Negli ultimi giorni i nomi di Ţoiu e Badea sono stati i più citati dai media romeni, sullo sfondo di uno scandalo che sempre mercoledì ha conosciuto un nuovo episodio. Uno degli avvocati più noti dell’Ordine di Bucarest, Adrian Cuculis, ha annunciato di aver presentato alla Direzione Nazionale Anticorruzione una denuncia penale contro Oana Ţoiu, accusandola di essere intervenuta affinché la figlia dell’ex primo ministro socialdemocratico Victor Ponta non venisse rimpatriata con un aereo da Dubai.
La denuncia arriva dopo che, la settimana scorsa, Ponta e la sua ex moglie, l’ex eurodeputata PSD Daciana Sârbu, hanno affermato che la loro figlia Irina, ancora minorenne, è stata rimossa dalla lista dei passeggeri dell’aereo che avrebbe dovuto riportare in Romania quasi trenta bambini. Daciana Sârbu dice che Irina Ponta sia stata fatta scendere dal pullman che portava i bambini verso l’aeroporto e che le è statodetto che rappresentava “una vulnerabilità” a causa del suo cognome.
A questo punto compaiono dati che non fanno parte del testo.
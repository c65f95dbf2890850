//! End-to-end tests: a real server on a loopback port driven by real clients.

use loopkv::client::{Client, ClientError};
use loopkv::config::ServerConfig;
use loopkv::server::{DispatchReport, Server};
use loopkv::storage::{MemoryStore, Store};
use std::net::SocketAddr;
use std::time::Duration;
use tokio::sync::oneshot;
use tokio::task::JoinHandle;

/// Gap between commands so each lands in its own read on the server.
const SETTLE: Duration = Duration::from_millis(50);

struct TestServer {
    addr: SocketAddr,
    stop: oneshot::Sender<()>,
    task: JoinHandle<anyhow::Result<DispatchReport<MemoryStore>>>,
}

impl TestServer {
    async fn start(config: ServerConfig) -> Self {
        let config = ServerConfig {
            host: "127.0.0.1".to_string(),
            port: 0,
            ..config
        };
        let server = Server::bind(config).await.unwrap();
        let addr = server.local_addr().unwrap();

        let (stop, stopped) = oneshot::channel::<()>();
        let task = tokio::spawn(server.run_until(async {
            let _ = stopped.await;
        }));

        Self { addr, stop, task }
    }

    async fn client(&self) -> Client {
        Client::connect(self.addr)
            .await
            .unwrap()
            .with_reply_timeout(Duration::from_millis(200))
    }

    async fn shutdown(self) -> DispatchReport<MemoryStore> {
        self.stop.send(()).unwrap();
        self.task.await.unwrap().unwrap()
    }
}

#[tokio::test]
async fn test_set_is_silent_and_get_returns_raw_value() {
    let server = TestServer::start(ServerConfig::default()).await;
    let mut client = server.client().await;

    client.set("foo", "bar").await.unwrap();
    assert!(matches!(
        client.read_reply().await,
        Err(ClientError::NoReply(_))
    ));

    let value = client.get("foo").await.unwrap();
    assert_eq!(&value[..], b"bar");

    let report = server.shutdown().await;
    assert_eq!(report.store.get(b"foo").as_deref(), Some(&b"bar"[..]));
    assert_eq!(report.stats.replies_sent, 1);
}

#[tokio::test]
async fn test_get_missing_key_gets_no_reply() {
    let server = TestServer::start(ServerConfig::default()).await;
    let mut client = server.client().await;

    assert!(matches!(
        client.get("missing").await,
        Err(ClientError::NoReply(_))
    ));

    let report = server.shutdown().await;
    assert_eq!(report.stats.misses, 1);
    assert_eq!(report.stats.replies_sent, 0);
}

#[tokio::test]
async fn test_bad_requests_keep_the_connection_usable() {
    let server = TestServer::start(ServerConfig::default()).await;
    let mut client = server.client().await;

    // Wrong arity
    client
        .send_raw(b"*4\r\n$3\r\nSET\r\n$3\r\nfoo\r\n$3\r\nbar\r\n$3\r\nbaz\r\n")
        .await
        .unwrap();
    tokio::time::sleep(SETTLE).await;
    // Not an array
    client.send_raw(b"+SET foo bar\r\n").await.unwrap();
    tokio::time::sleep(SETTLE).await;
    // Garbage
    client.send_raw(b"$-7\r\n").await.unwrap();
    tokio::time::sleep(SETTLE).await;
    // Unknown verb
    client
        .send_raw(b"*2\r\n$3\r\nDEL\r\n$3\r\nfoo\r\n")
        .await
        .unwrap();
    tokio::time::sleep(SETTLE).await;

    assert!(matches!(
        client.get("foo").await,
        Err(ClientError::NoReply(_))
    ));

    client.set("foo", "bar").await.unwrap();
    tokio::time::sleep(SETTLE).await;
    assert_eq!(&client.get("foo").await.unwrap()[..], b"bar");

    let report = server.shutdown().await;
    assert_eq!(report.stats.protocol_errors, 4);
    assert_eq!(report.stats.misses, 1);
}

#[tokio::test]
async fn test_lowercase_verbs_are_accepted() {
    let server = TestServer::start(ServerConfig::default()).await;
    let mut client = server.client().await;

    client
        .send_raw(b"*3\r\n$3\r\nset\r\n$1\r\nk\r\n$1\r\nv\r\n")
        .await
        .unwrap();
    tokio::time::sleep(SETTLE).await;
    client
        .send_raw(b"*2\r\n$3\r\ngEt\r\n$1\r\nk\r\n")
        .await
        .unwrap();
    assert_eq!(&client.read_reply().await.unwrap()[..], b"v");

    server.shutdown().await;
}

#[tokio::test]
async fn test_writes_are_visible_to_other_clients() {
    let server = TestServer::start(ServerConfig::default()).await;
    let mut writer = server.client().await;
    let mut reader = server.client().await;

    writer.set("shared", "v1").await.unwrap();
    tokio::time::sleep(SETTLE).await;
    writer.set("shared", "v2").await.unwrap();
    tokio::time::sleep(SETTLE).await;

    assert_eq!(&reader.get("shared").await.unwrap()[..], b"v2");
    // The writer never sees the reader's reply.
    assert!(matches!(
        writer.read_reply().await,
        Err(ClientError::NoReply(_))
    ));

    server.shutdown().await;
}

#[tokio::test]
async fn test_concurrent_clients_with_pipelining() {
    let config = ServerConfig {
        pipelining: true,
        ..ServerConfig::default()
    };
    let server = TestServer::start(config).await;

    let mut tasks = Vec::new();
    for c in 0..8 {
        let mut client = server.client().await;
        tasks.push(tokio::spawn(async move {
            for i in 0..20 {
                let key = format!("client:{}:key:{}", c, i);
                let value = format!("value:{}:{}", c, i);
                client.set(key.clone(), value.clone()).await.unwrap();
                let got = client.get(key).await.unwrap();
                assert_eq!(got, value);
            }
        }));
    }
    for task in tasks {
        task.await.unwrap();
    }

    let report = server.shutdown().await;
    assert_eq!(report.store.len(), 160);
    assert_eq!(report.stats.replies_sent, 160);
    assert_eq!(report.stats.peers_registered, 8);
}

#[tokio::test]
async fn test_disconnect_deregisters_peer() {
    let server = TestServer::start(ServerConfig::default()).await;

    let client = server.client().await;
    drop(client);

    let mut other = server.client().await;
    other.set("k", "v").await.unwrap();
    tokio::time::sleep(SETTLE).await;
    assert_eq!(&other.get("k").await.unwrap()[..], b"v");

    let report = server.shutdown().await;
    assert_eq!(report.stats.peers_registered, 2);
    assert_eq!(report.stats.peers_deregistered, 1);
    assert_eq!(report.live_peers, 1);
}

#[tokio::test]
async fn test_get_before_half_close_is_answered() {
    let server = TestServer::start(ServerConfig::default()).await;

    let mut writer = server.client().await;
    writer.set("foo", "bar").await.unwrap();
    tokio::time::sleep(SETTLE).await;

    for _ in 0..20 {
        let mut client = server.client().await;
        client
            .send_raw(b"*2\r\n$3\r\nGET\r\n$3\r\nfoo\r\n")
            .await
            .unwrap();
        client.shutdown_write().await.unwrap();

        assert_eq!(&client.read_reply().await.unwrap()[..], b"bar");
        assert!(matches!(client.read_reply().await, Err(ClientError::Closed)));
    }

    let report = server.shutdown().await;
    assert_eq!(report.stats.replies_sent, 20);
    assert_eq!(report.stats.peers_deregistered, 20);
}

#[tokio::test]
async fn test_shutdown_closes_client_connections() {
    let server = TestServer::start(ServerConfig::default()).await;
    let mut client = server.client().await;

    client.set("k", "v").await.unwrap();
    tokio::time::sleep(SETTLE).await;

    let report = server.shutdown().await;
    assert_eq!(report.store.len(), 1);

    assert!(matches!(client.read_reply().await, Err(ClientError::Closed)));
}

#[tokio::test]
async fn test_key_limit_refuses_new_keys() {
    let config = ServerConfig {
        max_keys: Some(1),
        ..ServerConfig::default()
    };
    let server = TestServer::start(config).await;
    let mut client = server.client().await;

    client.set("a", "1").await.unwrap();
    tokio::time::sleep(SETTLE).await;
    client.set("b", "2").await.unwrap();
    tokio::time::sleep(SETTLE).await;
    // Overwriting an existing key is still allowed.
    client.set("a", "3").await.unwrap();
    tokio::time::sleep(SETTLE).await;

    assert!(matches!(client.get("b").await, Err(ClientError::NoReply(_))));
    assert_eq!(&client.get("a").await.unwrap()[..], b"3");

    let report = server.shutdown().await;
    assert_eq!(report.stats.store_errors, 1);
    assert_eq!(report.store.len(), 1);
}

#[tokio::test]
async fn test_bind_failure_is_reported() {
    let first = TestServer::start(ServerConfig::default()).await;

    let config = ServerConfig {
        host: "127.0.0.1".to_string(),
        port: first.addr.port(),
        ..ServerConfig::default()
    };
    assert!(Server::bind(config).await.is_err());

    first.shutdown().await;
}
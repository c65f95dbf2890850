//! Command Module
//!
//! Decoding of client requests into typed commands. Execution lives in the
//! dispatcher, which is the only place allowed to touch the store.
//!
//! ```text
//! received chunk
//!       │
//!       ▼
//! ┌─────────────────┐
//! │   RespReader    │  (protocol module)
//! └────────┬────────┘
//!          │ RespValue
//!          ▼
//! ┌─────────────────┐
//! │ CommandDecoder  │  (this module)
//! └────────┬────────┘
//!          │ Command
//!          ▼
//! ┌─────────────────┐
//! │   Dispatcher    │  (server module)
//! └─────────────────┘
//! ```
//!
//! ## Supported Commands
//!
//! - `SET key value` - store a value, no reply
//! - `GET key` - reply with the raw value bytes, no reply on a miss

pub mod decoder;

pub use decoder::{parse_command, Command, CommandDecoder, ProtocolError};
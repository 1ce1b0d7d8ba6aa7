use super::{Node, Side};

// ── Edge side selection ──────────────────────────────────────────────
/// Snaps the displacement between two centers to a compass direction.
/// The dominant axis wins; ties go vertical.
pub fn closest_sides(from: (f32, f32), to: (f32, f32)) -> (Side, Side) {
    let dx = to.0 - from.0;
    let dy = to.1 - from.1;

    if dx.abs() > dy.abs() {
        if dx >= 0.0 {
            (Side::Right, Side::Left)
        } else {
            (Side::Left, Side::Right)
        }
    } else if dy >= 0.0 {
        (Side::Bottom, Side::Top)
    } else {
        (Side::Top, Side::Bottom)
    }
}

/// Midpoint of the given side of a node's bounding box.
pub fn anchor_point(node: &Node, side: Side) -> (f32, f32) {
    let (cx, cy) = node.center();
    match side {
        Side::Left => (node.x, cy),
        Side::Right => (node.x + node.width, cy),
        Side::Top => (cx, node.y),
        Side::Bottom => (cx, node.y + node.height),
    }
}

#[cfg(test)]
mod tests {
    use super::*;

    #[test]
    fn horizontal_displacement_uses_left_right() {
        assert_eq!(closest_sides((0.0, 0.0), (100.0, 20.0)), (Side::Right, Side::Left));
        assert_eq!(closest_sides((0.0, 0.0), (-100.0, 20.0)), (Side::Left, Side::Right));
    }

    #[test]
    fn vertical_displacement_uses_top_bottom() {
        assert_eq!(closest_sides((0.0, 0.0), (10.0, 80.0)), (Side::Bottom, Side::Top));
        assert_eq!(closest_sides((0.0, 0.0), (10.0, -80.0)), (Side::Top, Side::Bottom));
        assert_eq!(closest_sides((0.0, 0.0), (50.0, 50.0)), (Side::Bottom, Side::Top));
    }

    #[test]
    fn anchors_sit_on_box_edges() {
        let node = Node::text("n", 10.0, 20.0, 100.0, 40.0);
        assert_eq!(anchor_point(&node, Side::Left), (10.0, 40.0));
        assert_eq!(anchor_point(&node, Side::Bottom), (60.0, 60.0));
    }
}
In Romania si sono immediatamente infiammati sia i social network che i canali televisivi all-news. Si sono creati due schieramenti opposti che hanno accusato con veemenza i protagonisti della disputa. Alcuni sostengono che, abituata soltanto a fare politica in modo rumoroso all’interno dell’USR, Oana Ţoiu non haalcuna qualificazione per la diplomazia, e che le vessazioni subite dalla minorenne rivelerebbero solo risentimento nei confronti di suo padre. Altri invece insistono sul fatto che Victor Ponta — che si è dimesso dalla carica di primo ministro nel 2015, in seguito a un’enorme ondata di proteste civiche, ha cambiato spesso schieramento politico e si è candidato senza successo due volte alla presidenza — non sia affatto una figura credibile.